[[ DATA FOR THE TASK, beginning ]]
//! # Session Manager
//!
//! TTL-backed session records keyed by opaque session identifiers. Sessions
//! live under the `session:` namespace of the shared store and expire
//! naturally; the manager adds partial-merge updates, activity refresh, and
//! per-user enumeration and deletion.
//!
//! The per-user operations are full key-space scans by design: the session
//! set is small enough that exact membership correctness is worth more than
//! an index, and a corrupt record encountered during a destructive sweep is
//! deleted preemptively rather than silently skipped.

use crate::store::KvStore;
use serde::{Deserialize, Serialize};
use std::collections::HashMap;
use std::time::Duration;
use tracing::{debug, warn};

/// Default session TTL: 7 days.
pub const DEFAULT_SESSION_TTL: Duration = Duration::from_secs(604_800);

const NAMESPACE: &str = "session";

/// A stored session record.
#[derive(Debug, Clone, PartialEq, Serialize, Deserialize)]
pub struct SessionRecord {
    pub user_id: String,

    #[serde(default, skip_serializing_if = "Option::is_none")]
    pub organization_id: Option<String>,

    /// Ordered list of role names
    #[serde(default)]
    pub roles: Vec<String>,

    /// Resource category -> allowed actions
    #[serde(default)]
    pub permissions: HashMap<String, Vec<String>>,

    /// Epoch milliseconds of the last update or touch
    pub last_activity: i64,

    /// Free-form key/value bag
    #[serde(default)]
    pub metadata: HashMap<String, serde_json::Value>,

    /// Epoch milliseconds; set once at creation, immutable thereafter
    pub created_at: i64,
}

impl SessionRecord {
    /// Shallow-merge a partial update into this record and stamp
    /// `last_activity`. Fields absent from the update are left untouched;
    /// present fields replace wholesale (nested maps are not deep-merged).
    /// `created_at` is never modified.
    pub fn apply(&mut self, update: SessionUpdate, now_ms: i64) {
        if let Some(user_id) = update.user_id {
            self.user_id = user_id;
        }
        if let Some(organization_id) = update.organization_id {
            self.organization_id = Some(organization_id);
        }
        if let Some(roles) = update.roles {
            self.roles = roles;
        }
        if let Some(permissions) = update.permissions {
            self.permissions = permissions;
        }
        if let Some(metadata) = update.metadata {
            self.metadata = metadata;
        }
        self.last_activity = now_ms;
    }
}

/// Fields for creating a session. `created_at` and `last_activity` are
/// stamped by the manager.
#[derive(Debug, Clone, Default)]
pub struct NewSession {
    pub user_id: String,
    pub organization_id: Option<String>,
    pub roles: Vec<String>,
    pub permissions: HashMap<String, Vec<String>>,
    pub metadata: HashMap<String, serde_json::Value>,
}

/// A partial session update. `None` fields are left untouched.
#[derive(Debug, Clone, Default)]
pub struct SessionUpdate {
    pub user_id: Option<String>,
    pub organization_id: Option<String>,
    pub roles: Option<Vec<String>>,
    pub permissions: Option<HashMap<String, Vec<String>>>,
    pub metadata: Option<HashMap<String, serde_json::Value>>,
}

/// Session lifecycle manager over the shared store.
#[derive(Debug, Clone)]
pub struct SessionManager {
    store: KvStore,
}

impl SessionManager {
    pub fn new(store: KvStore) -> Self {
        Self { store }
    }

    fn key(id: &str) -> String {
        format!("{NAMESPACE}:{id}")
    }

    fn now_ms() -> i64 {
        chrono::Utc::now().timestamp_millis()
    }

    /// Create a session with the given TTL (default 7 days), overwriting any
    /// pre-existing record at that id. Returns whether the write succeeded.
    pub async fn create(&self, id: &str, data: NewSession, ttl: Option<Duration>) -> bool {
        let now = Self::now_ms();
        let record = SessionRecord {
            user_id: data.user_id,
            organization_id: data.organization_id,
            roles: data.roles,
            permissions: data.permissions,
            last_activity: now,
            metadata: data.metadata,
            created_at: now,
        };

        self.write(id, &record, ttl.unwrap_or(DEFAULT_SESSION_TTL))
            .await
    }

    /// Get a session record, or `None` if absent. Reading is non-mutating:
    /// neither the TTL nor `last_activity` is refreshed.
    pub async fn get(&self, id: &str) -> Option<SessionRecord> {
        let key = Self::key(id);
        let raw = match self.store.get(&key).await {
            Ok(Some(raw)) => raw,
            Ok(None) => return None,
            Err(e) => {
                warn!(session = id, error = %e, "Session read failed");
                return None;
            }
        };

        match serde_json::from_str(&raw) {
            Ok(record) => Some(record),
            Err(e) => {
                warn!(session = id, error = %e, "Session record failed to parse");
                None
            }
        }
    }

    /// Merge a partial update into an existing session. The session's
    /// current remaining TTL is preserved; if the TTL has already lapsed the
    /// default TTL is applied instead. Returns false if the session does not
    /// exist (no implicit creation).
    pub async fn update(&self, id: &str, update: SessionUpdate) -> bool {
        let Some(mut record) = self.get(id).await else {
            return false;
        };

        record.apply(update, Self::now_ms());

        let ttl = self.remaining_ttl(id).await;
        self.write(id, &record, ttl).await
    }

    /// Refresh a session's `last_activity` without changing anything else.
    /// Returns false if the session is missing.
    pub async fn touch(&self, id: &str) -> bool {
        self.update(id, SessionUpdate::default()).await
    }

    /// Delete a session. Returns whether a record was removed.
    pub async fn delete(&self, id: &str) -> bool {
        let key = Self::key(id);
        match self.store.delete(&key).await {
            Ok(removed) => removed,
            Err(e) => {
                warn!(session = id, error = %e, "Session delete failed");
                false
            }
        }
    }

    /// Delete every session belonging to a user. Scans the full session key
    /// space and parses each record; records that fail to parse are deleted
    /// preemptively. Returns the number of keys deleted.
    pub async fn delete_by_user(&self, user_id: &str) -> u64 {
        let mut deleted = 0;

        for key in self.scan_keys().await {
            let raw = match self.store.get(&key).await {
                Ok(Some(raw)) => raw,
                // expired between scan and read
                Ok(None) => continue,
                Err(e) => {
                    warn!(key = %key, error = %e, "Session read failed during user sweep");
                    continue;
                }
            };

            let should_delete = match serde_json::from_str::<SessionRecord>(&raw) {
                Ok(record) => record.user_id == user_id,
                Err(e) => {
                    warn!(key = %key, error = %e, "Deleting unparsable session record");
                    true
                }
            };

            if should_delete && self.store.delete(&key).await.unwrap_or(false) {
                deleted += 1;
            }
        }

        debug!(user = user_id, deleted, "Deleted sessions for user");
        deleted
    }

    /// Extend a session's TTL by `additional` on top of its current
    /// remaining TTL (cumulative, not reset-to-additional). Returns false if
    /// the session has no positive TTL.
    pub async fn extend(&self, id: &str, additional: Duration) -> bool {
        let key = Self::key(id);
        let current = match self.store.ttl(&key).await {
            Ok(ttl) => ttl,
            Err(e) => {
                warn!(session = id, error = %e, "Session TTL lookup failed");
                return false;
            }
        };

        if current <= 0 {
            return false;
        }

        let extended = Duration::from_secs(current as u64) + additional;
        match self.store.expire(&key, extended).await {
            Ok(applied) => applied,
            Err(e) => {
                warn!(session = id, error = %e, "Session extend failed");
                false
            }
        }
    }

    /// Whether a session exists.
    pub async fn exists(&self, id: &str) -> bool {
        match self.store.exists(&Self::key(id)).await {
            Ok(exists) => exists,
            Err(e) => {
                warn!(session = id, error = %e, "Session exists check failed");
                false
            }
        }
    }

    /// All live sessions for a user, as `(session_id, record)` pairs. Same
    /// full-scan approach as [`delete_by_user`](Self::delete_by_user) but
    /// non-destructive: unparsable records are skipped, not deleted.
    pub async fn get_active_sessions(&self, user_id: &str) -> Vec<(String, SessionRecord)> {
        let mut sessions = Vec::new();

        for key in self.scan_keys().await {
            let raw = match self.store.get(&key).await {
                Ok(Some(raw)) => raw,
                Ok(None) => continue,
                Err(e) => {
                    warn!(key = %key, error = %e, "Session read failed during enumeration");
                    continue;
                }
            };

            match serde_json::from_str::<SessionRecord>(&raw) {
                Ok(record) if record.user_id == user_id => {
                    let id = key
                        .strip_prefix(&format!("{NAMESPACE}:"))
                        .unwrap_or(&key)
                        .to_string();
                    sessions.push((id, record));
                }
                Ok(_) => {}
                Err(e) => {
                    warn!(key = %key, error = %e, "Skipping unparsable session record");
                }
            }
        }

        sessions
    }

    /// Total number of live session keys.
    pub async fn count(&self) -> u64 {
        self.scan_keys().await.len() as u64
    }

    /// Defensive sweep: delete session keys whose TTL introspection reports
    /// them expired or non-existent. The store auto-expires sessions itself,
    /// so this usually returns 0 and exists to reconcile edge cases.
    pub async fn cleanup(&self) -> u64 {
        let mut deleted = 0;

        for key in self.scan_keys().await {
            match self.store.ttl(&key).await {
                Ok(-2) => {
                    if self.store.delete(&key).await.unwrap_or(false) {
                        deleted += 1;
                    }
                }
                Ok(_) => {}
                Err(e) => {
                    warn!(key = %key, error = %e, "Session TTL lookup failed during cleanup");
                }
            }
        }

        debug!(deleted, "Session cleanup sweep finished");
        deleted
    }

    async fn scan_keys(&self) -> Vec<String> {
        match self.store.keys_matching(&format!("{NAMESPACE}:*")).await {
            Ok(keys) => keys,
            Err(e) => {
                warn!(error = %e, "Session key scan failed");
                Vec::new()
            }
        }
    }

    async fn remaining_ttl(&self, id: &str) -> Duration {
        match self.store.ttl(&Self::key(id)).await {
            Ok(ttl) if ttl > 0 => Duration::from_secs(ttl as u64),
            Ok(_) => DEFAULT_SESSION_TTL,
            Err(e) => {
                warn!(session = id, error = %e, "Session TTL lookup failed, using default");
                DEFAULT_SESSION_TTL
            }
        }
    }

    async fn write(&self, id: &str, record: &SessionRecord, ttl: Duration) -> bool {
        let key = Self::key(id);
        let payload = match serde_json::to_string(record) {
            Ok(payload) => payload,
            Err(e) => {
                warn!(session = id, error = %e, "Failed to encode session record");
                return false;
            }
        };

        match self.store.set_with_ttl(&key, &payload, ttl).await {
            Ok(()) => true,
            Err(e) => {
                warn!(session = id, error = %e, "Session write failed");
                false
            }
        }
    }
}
[[ DATA FOR THE TASK, end ]]
PROBLEM TO WORK ON: Using the entries above, repeat only the lines from the one containing "Ok(record) => record.user_id" through the one containing "of its current", end lines included.

OUTPUT FOR THIS EXERCISE:
                Ok(record) => record.user_id == user_id,
                Err(e) => {
                    warn!(key = %key, error = %e, "Deleting unparsable session record");
                    true
                }
            };

            if should_delete && self.store.delete(&key).await.unwrap_or(false) {
                deleted += 1;
            }
        }

        debug!(user = user_id, deleted, "Deleted sessions for user");
        deleted
    }

    /// Extend a session's TTL by `additional` on top of its current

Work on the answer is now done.